How to Choose an Emergency Room Knitting Project

Today’s post is about selecting a good project to take along with you to the ER.  If your family is like mine, with the thrills and spills of everyday active life, you wind up there more often than you’d like.  Rather than submit to the tedium that is the ER experience, why not take along a knitting project and have something to show for those hours of waiting?

First, choose your emergency event well.  Don’t choose something that’s immediate and life-threatening, as that sort of event won’t give you sufficient time to even grab your knitting bag, let alone stash your necessities in it.  A good sort of emergency requires the services available only at the ER, but isn’t so urgent as to prevent you from throwing a few things into your knitting bag before you drive off.

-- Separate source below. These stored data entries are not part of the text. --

//! Lenient mapping from upstream JSON to the stable response schema.
//!
//! The normalized structs are the contract; every upstream field is
//! treated as optional with an explicit default so third-party schema
//! drift degrades fields instead of crashing handlers. Addresses and
//! amounts pass through verbatim as strings: no numeric parsing, no
//! unit conversion, no precision loss.

use serde_json::Value;
use swapdeck_core::{
    CancelStatus, CancellationResult, LimitOrderQuote, ProtocolHop, Quote, TokenInfo,
    ValidationChecks, ValidationResult,
};

fn str_field(raw: &Value, key: &str) -> String {
    raw.get(key)
        .and_then(|v| v.as_str())
        .unwrap_or_default()
        .to_string()
}

fn bool_field(raw: &Value, key: &str) -> bool {
    raw.get(key).and_then(|v| v.as_bool()).unwrap_or(false)
}

fn token(raw: &Value, address_key: &str, symbol_key: &str, decimals_key: &str) -> TokenInfo {
    TokenInfo {
        address: str_field(raw, address_key),
        symbol: str_field(raw, symbol_key),
        decimals: raw
            .get(decimals_key)
            .and_then(|v| v.as_u64())
            .unwrap_or(0) as u8,
    }
}

/// Normalize an upstream swap-quote payload.
pub fn quote(raw: &Value) -> Quote {
    let to_amount = str_field(raw, "dstAmount");

    Quote {
        from_token: token(raw, "src", "srcSymbol", "srcDecimals"),
        to_token: token(raw, "dst", "dstSymbol", "dstDecimals"),
        from_amount: str_field(raw, "srcAmount"),
        // Slippage tolerance is not applied yet; minimumReceived
        // mirrors toAmount until the tolerance parameter is wired
        // through from the client.
        minimum_received: to_amount.clone(),
        to_amount,
        protocols: raw
            .get("protocols")
            .cloned()
            .and_then(|v| serde_json::from_value::<Vec<ProtocolHop>>(v).ok())
            .unwrap_or_default(),
        estimated_gas: str_field(raw, "estimatedGas"),
        price_impact: raw
            .get("priceImpact")
            .and_then(|v| v.as_f64())
            .unwrap_or(0.0),
        route: raw
            .get("route")
            .and_then(|v| v.as_array())
            .cloned()
            .unwrap_or_default(),
        quote_id: str_field(raw, "quoteId"),
    }
}

/// Normalize an upstream limit-order-quote payload, echoing the
/// request fields wherever upstream omits them.
pub fn limit_order_quote(
    raw: &Value,
    maker_asset: &str,
    taker_asset: &str,
    taking_amount: &str,
) -> LimitOrderQuote {
    let or_echo = |key: &str, echo: &str| {
        let value = str_field(raw, key);
        if value.is_empty() {
            echo.to_string()
        } else {
            value
        }
    };

    LimitOrderQuote {
        maker_asset: or_echo("makerAsset", maker_asset),
        taker_asset: or_echo("takerAsset", taker_asset),
        taking_amount: or_echo("takingAmount", taking_amount),
        making_amount: str_field(raw, "makingAmount"),
        price: str_field(raw, "price"),
        estimated_gas: str_field(raw, "estimatedGas"),
        fees: str_field(raw, "fees"),
    }
}

/// Normalize an upstream validation payload.
pub fn validation(raw: &Value) -> ValidationResult {
    let details = raw.get("validationDetails").cloned().unwrap_or(Value::Null);

    ValidationResult {
        valid: bool_field(raw, "valid"),
        signature: str_field(raw, "signature"),
        order_hash: str_field(raw, "hash"),
        checks: ValidationChecks {
            signature: bool_field(&details, "signatureValid"),
            nonce: bool_field(&details, "nonceValid"),
            expiry: bool_field(&details, "expiredValid"),
            amount: bool_field(&details, "amountValid"),
            allowance: bool_field(&details, "allowanceValid"),
        },
        estimated_gas: str_field(raw, "estimatedGas"),
        protocol_fee_percent: str_field(raw, "protocolFee"),
    }
}

/// Normalize an upstream cancellation payload.
///
/// `order_id` comes from the request; upstream does not echo it back.
pub fn cancellation(raw: &Value, order_id: &str) -> CancellationResult {
    let success = bool_field(raw, "success");

    let status = match raw.get("status").and_then(|v| v.as_str()) {
        Some("cancelled") => CancelStatus::Cancelled,
        Some(_) => CancelStatus::Failed,
        None if success => CancelStatus::Cancelled,
        None => CancelStatus::Failed,
    };

    CancellationResult {
        success,
        order_id: order_id.to_string(),
        status,
        cancelled_at: raw.get("cancelledAt").and_then(|v| v.as_i64()).unwrap_or(0),
        transaction_hash: str_field(raw, "hash"),
    }
}
//! Response and request types for the quote/order proxy.
//!
//! Everything here is request-scoped: constructed fresh per request,
//! immutable once returned, never persisted. Amounts are carried as
//! decimal strings in the token's smallest unit and are never parsed
//! into floats by the proxy.

use crate::error::{CoreError, Result};
use serde::{Deserialize, Serialize};

/// Token metadata attached to a quote.
#[derive(Debug, Clone, PartialEq, Eq, Serialize, Deserialize)]
pub struct TokenInfo {
    /// Contract address.
    pub address: String,
    /// Ticker symbol (e.g., "ETH").
    pub symbol: String,
    /// Decimal scaling of the smallest unit.
    pub decimals: u8,
}

/// Validated inbound parameters for a swap quote.
#[derive(Debug, Clone, PartialEq, Eq)]
pub struct QuoteRequest {
    /// Target network (positive).
    pub chain_id: u64,
    /// Source token contract address.
    pub src_token: String,
    /// Destination token contract address.
    pub dst_token: String,
    /// Amount to swap, decimal string in the source token's smallest unit.
    pub amount: String,
    /// Taker wallet address.
    pub taker: String,
}

impl QuoteRequest {
    /// Build a request, enforcing that every field is present and
    /// non-empty before any network or simulation work happens.
    pub fn new(
        chain_id: u64,
        src_token: impl Into<String>,
        dst_token: impl Into<String>,
        amount: impl Into<String>,
        taker: impl Into<String>,
    ) -> Result<Self> {
        if chain_id == 0 {
            return Err(CoreError::InvalidChainId(chain_id));
        }

        let req = Self {
            chain_id,
            src_token: src_token.into(),
            dst_token: dst_token.into(),
            amount: amount.into(),
            taker: taker.into(),
        };

        if req.src_token.is_empty() {
            return Err(CoreError::MissingParam("src"));
        }
        if req.dst_token.is_empty() {
            return Err(CoreError::MissingParam("dst"));
        }
        if req.amount.is_empty() {
            return Err(CoreError::MissingParam("amount"));
        }
        if req.taker.is_empty() {
            return Err(CoreError::MissingParam("from"));
        }

        Ok(req)
    }
}

/// One hop of the liquidity route (e.g., a 100% fill on Uniswap V3).
#[derive(Debug, Clone, PartialEq, Serialize, Deserialize)]
#[serde(rename_all = "camelCase")]
pub struct ProtocolHop {
    /// Protocol name.
    pub name: String,
    /// Share of the swap routed through this protocol, in percent.
    pub part: f64,
    pub from_token_address: String,
    pub to_token_address: String,
}

/// A priced swap estimate. No execution, no signing.
#[derive(Debug, Clone, PartialEq, Serialize, Deserialize)]
#[serde(rename_all = "camelCase")]
pub struct Quote {
    pub from_token: TokenInfo,
    pub to_token: TokenInfo,
    /// Amount in, smallest unit, verbatim from the request.
    pub from_amount: String,
    /// Amount out, smallest unit.
    pub to_amount: String,
    /// Protocols participating in the fill.
    pub protocols: Vec<ProtocolHop>,
    /// Gas estimate as a decimal string ("" when upstream omits it).
    pub estimated_gas: String,
    /// Price impact in percent (0.0 when upstream omits it).
    pub price_impact: f64,
    /// Worst-case amount out after slippage.
    pub minimum_received: String,
    /// Opaque upstream route descriptors, passed through untouched.
    pub route: Vec<serde_json::Value>,
    /// Opaque upstream quote identifier.
    pub quote_id: String,
}

/// Pricing for a limit order: how much the maker gives for the
/// requested taking amount.
#[derive(Debug, Clone, PartialEq, Eq, Serialize, Deserialize)]
#[serde(rename_all = "camelCase")]
pub struct LimitOrderQuote {
    pub maker_asset: String,
    pub taker_asset: String,
    pub taking_amount: String,
    pub making_amount: String,
    pub price: String,
    pub estimated_gas: String,
    pub fees: String,
}

/// Per-check breakdown of a limit-order validation.
#[derive(Debug, Clone, Copy, PartialEq, Eq, Serialize, Deserialize)]
pub struct ValidationChecks {
    pub signature: bool,
    pub nonce: bool,
    pub expiry: bool,
    pub amount: bool,
    pub allowance: bool,
}

impl ValidationChecks {
    /// All checks passing.
    pub fn all_valid() -> Self {
        Self {
            signature: true,
            nonce: true,
            expiry: true,
            amount: true,
            allowance: true,
        }
    }

    /// All checks failing (the lenient default for absent upstream data).
    pub fn none() -> Self {
        Self {
            signature: false,
            nonce: false,
            expiry: false,
            amount: false,
            allowance: false,
        }
    }
}

/// Outcome of validating a signed limit order.
#[derive(Debug, Clone, PartialEq, Eq, Serialize, Deserialize)]
#[serde(rename_all = "camelCase")]
pub struct ValidationResult {
    pub valid: bool,
    /// Order signature, hex.
    pub signature: String,
    /// Order hash, hex.
    pub order_hash: String,
    pub checks: ValidationChecks,
    pub estimated_gas: String,
    pub protocol_fee_percent: String,
}

/// Terminal state of a cancellation attempt.
#[derive(Debug, Clone, Copy, PartialEq, Eq, Serialize, Deserialize)]
#[serde(rename_all = "lowercase")]
pub enum CancelStatus {
    Cancelled,
    Failed,
}

/// Outcome of cancelling a limit order.
#[derive(Debug, Clone, PartialEq, Eq, Serialize, Deserialize)]
#[serde(rename_all = "camelCase")]
pub struct CancellationResult {
    pub success: bool,
    pub order_id: String,
    pub status: CancelStatus,
    /// Unix seconds of the cancellation.
    pub cancelled_at: i64,
    /// Cancellation transaction hash, 0x-prefixed.
    #[serde(rename = "hash")]
    pub transaction_hash: String,
}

Take, for instance, my most recent emergency.  My 13-year-old, using a 13-year-old’s very best problem solving skills, decided to climb over a fence at summer camp, rather than go a few feet out of his way to walk around it.  Not only does he have spot-on 13-year-old reasoning skills, he also has the coordination to go along with it.  The resulting tumble was about four feet onto pavement.  His face broke his fall.  The summer camp folks duly bandaged him up and called me.  I decided it was the better part of valor to have him checked out, as this was most likely the second concussion he’s had in about three weeks.

Now, the time of day this all occurred and the availability of a CT scanner pretty much dictated a trip to the ER.  After we decided to go for a concussion evaluation, we took a few minutes to get ready for what we figured (rightly) would be an hours-long wait.  Which brings me to my next point:

Second, consider what projects would work best while you’re sitting in an uncomfortable chair for hours on end.  Keep in mind that you may have long stretches of time punctuated at irregular intervals by various medical workers coming to poke and prod and take the patient away for various tests.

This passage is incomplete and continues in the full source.